We visited Inverness, which is on the east coast of Scotland, just before Christmas 2016, and again at the start of  March 2017, unfortunately on each trip, we were unable to stop in the centre of the city….. we had run out of time on both occasion.  I could only managed to get a few photos from the car window.  Also the visits were late in the afternoon and the light was fading.  To top it all, the castle had scaffolding around one of the towers, but then I noticed, very small people looking out over the city.  I want to keep a record of the scaffolding, as we will be visiting again, and although the castle is not open, the castle grounds and gardens are.  I would like to go back in the sunshine and take some more photos.  Inverness is growing at a great rate of knots and soon will become another large Scottish city.  So I would like to try to collect some little bits of Inverness, before they all vanish.

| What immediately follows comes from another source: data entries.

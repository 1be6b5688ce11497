use crate::state::AppState;
use std::sync::Arc;
use std::time::Duration;

/// How often idle rooms and quiet throttle sessions are swept
pub const SWEEP_INTERVAL: Duration = Duration::from_secs(30);

/// Spawn a background task that removes rooms nobody has been connected to
/// for longer than the idle TTL, and forgets quiet throttle sessions
pub fn spawn_idle_room_reaper(state: Arc<AppState>, every: Duration) {
    tokio::spawn(async move {
        let mut interval = tokio::time::interval(every);
        // The first tick completes immediately
        interval.tick().await;

        loop {
            interval.tick().await;

            let reaped = state.reap_idle_rooms().await;
            if !reaped.is_empty() {
                let live_rooms = state.room_count().await;
                tracing::info!(count = reaped.len(), live_rooms, "Reaped idle rooms");
            }

            state.throttle.sweep().await;
        }
    });
}

#[cfg(test)]
mod tests {
    use super::*;
    use crate::llm::{LlmConfig, LlmManager};
    use crate::throttle::{SessionBudget, Throttle};
    use crate::types::GameConfig;

    #[tokio::test]
    async fn test_reaper_removes_idle_rooms() {
        let config = GameConfig {
            idle_room_ttl: Duration::ZERO,
            ..GameConfig::default()
        };
        let state = Arc::new(AppState::new(
            config,
            LlmManager::offline(),
            LlmConfig::default(),
        ));
        state
            .create_room(&"01J00000000000000000000000".to_string(), false)
            .await
            .unwrap();

        spawn_idle_room_reaper(state.clone(), Duration::from_millis(10));

        tokio::time::sleep(Duration::from_millis(100)).await;
        assert_eq!(state.room_count().await, 0);
    }

    #[tokio::test]
    async fn test_reaper_forgets_quiet_sessions() {
        let budget = SessionBudget::new(5, Duration::from_millis(20));
        let throttle = Throttle {
            frames: Some(budget.clone()),
            submissions: None,
        };
        let state = Arc::new(AppState::offline().with_throttle(throttle));
        state.throttle.admit_frame("01J00000000000000000000000").await.unwrap();
        assert_eq!(budget.tracked_sessions().await, 1);

        spawn_idle_room_reaper(state.clone(), Duration::from_millis(10));

        tokio::time::sleep(Duration::from_millis(100)).await;
        assert_eq!(budget.tracked_sessions().await, 0);
    }
}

A little history ………The sandstone Inverness Castle, was built in 1836 to plans drawn by architect William Burn.  It was constructed on a mound overlooking the city and the River Ness.  In 1848, a building known as the North Block was added and served as a prison.  But a castle had occupied the site from possibly as far back as the 11th Century.  Over the centuries, the fortification fell under the control of the forces of Edward I, Robert the Bruce and James I, II and IV.  In 1562, it was attacked and damaged by soldiers loyal to Mary, Queen of Scots, before it was almost destroyed by Royalist troops in the 1600s.
Bonnie Prince Charlie’s forces blew the castle up in 1746 to prevent it from falling into the hands of government troops.  It was said that a French sergeant, who had brought his poodle with him to Scotland, set off the explosives.  The soldier was caught in the blast, and his body was blown across to the opposite side of the River Ness, his dog survived.  Today the castle houses Inverness Sheriff Court. The Drum Tower houses an exhibition of castle history and is open daily in the summer season. The castle itself is not open to the public.